▶ **EXERCISE DESCRIPTION**
Find the line with "pub fn get(&self, edge_type: EdgeType)" and the line with "after each tick." in the entries below; output exactly those two lines, every line between them, and no others.

__________

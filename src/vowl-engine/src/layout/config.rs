// Copyright 2026 The Vowl Authors. All rights reserved.
// Use of this source code is governed by the Apache License,
// Version 2.0, that can be found in the LICENSE file.

use std::collections::BTreeMap;

use serde::{Deserialize, Serialize};

use crate::graph::{EdgeType, Position};

/// Spring rest length per edge type. Types without an entry use
/// [`EdgeType::default_rest_length`], so a config file only needs to list
/// the types it changes.
#[derive(Clone, Debug, PartialEq, Default, Serialize, Deserialize)]
#[serde(transparent)]
pub struct RestLengths(BTreeMap<EdgeType, f64>);

impl RestLengths {
    pub fn get(&self, edge_type: EdgeType) -> f64 {
        self.0
            .get(&edge_type)
            .copied()
            .unwrap_or_else(|| edge_type.default_rest_length())
    }
}

/// Force simulation parameters.
///
/// Distances are in layout units; the renderer decides how they map to
/// pixels.
#[derive(Clone, Debug, PartialEq, Serialize, Deserialize)]
#[serde(default)]
pub struct LayoutConfig {
    /// Pairwise charge; negative values repel.
    pub charge_strength: f64,
    /// Spring stiffness along edges.
    pub link_strength: f64,
    /// Pull of every free node toward `center`.
    pub center_strength: f64,
    /// Fraction of velocity kept after each tick.
    pub velocity_decay: f64,
    /// Multiplicative cooling: `alpha *= 1 - alpha_decay` per tick.
    pub alpha_decay: f64,
    /// The simulation is converged once alpha drops below this.
    pub alpha_min: f64,
    /// Starting (and reheat) temperature.
    pub alpha: f64,
    /// Lower bound on squared distance in the repulsion term.
    pub epsilon: f64,
    pub center_x: f64,
    pub center_y: f64,
    /// Seed for initial placement.
    pub seed: u64,
    /// Initial positions are drawn within this distance of the center.
    pub initial_radius: f64,
    pub rest_lengths: RestLengths,
}

impl Default for LayoutConfig {
    fn default() -> Self {
        Self {
            charge_strength: -500.0,
            link_strength: 1.0,
            center_strength: 0.025,
            velocity_decay: 0.6,
            alpha_decay: 0.0228,
            alpha_min: 0.001,
            alpha: 1.0,
            epsilon: 1.0,
            center_x: 0.0,
            center_y: 0.0,
            seed: 42,
            initial_radius: 500.0,
            rest_lengths: RestLengths::default(),
        }
    }
}

impl LayoutConfig {
    pub fn center(&self) -> Position {
        Position::new(self.center_x, self.center_y)
    }
}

__________

▶ **ANSWER BOX**
    pub fn get(&self, edge_type: EdgeType) -> f64 {
        self.0
            .get(&edge_type)
            .copied()
            .unwrap_or_else(|| edge_type.default_rest_length())
    }
}

/// Force simulation parameters.
///
/// Distances are in layout units; the renderer decides how they map to
/// pixels.
#[derive(Clone, Debug, PartialEq, Serialize, Deserialize)]
#[serde(default)]
pub struct LayoutConfig {
    /// Pairwise charge; negative values repel.
    pub charge_strength: f64,
    /// Spring stiffness along edges.
    pub link_strength: f64,
    /// Pull of every free node toward `center`.
    pub center_strength: f64,
    /// Fraction of velocity kept after each tick.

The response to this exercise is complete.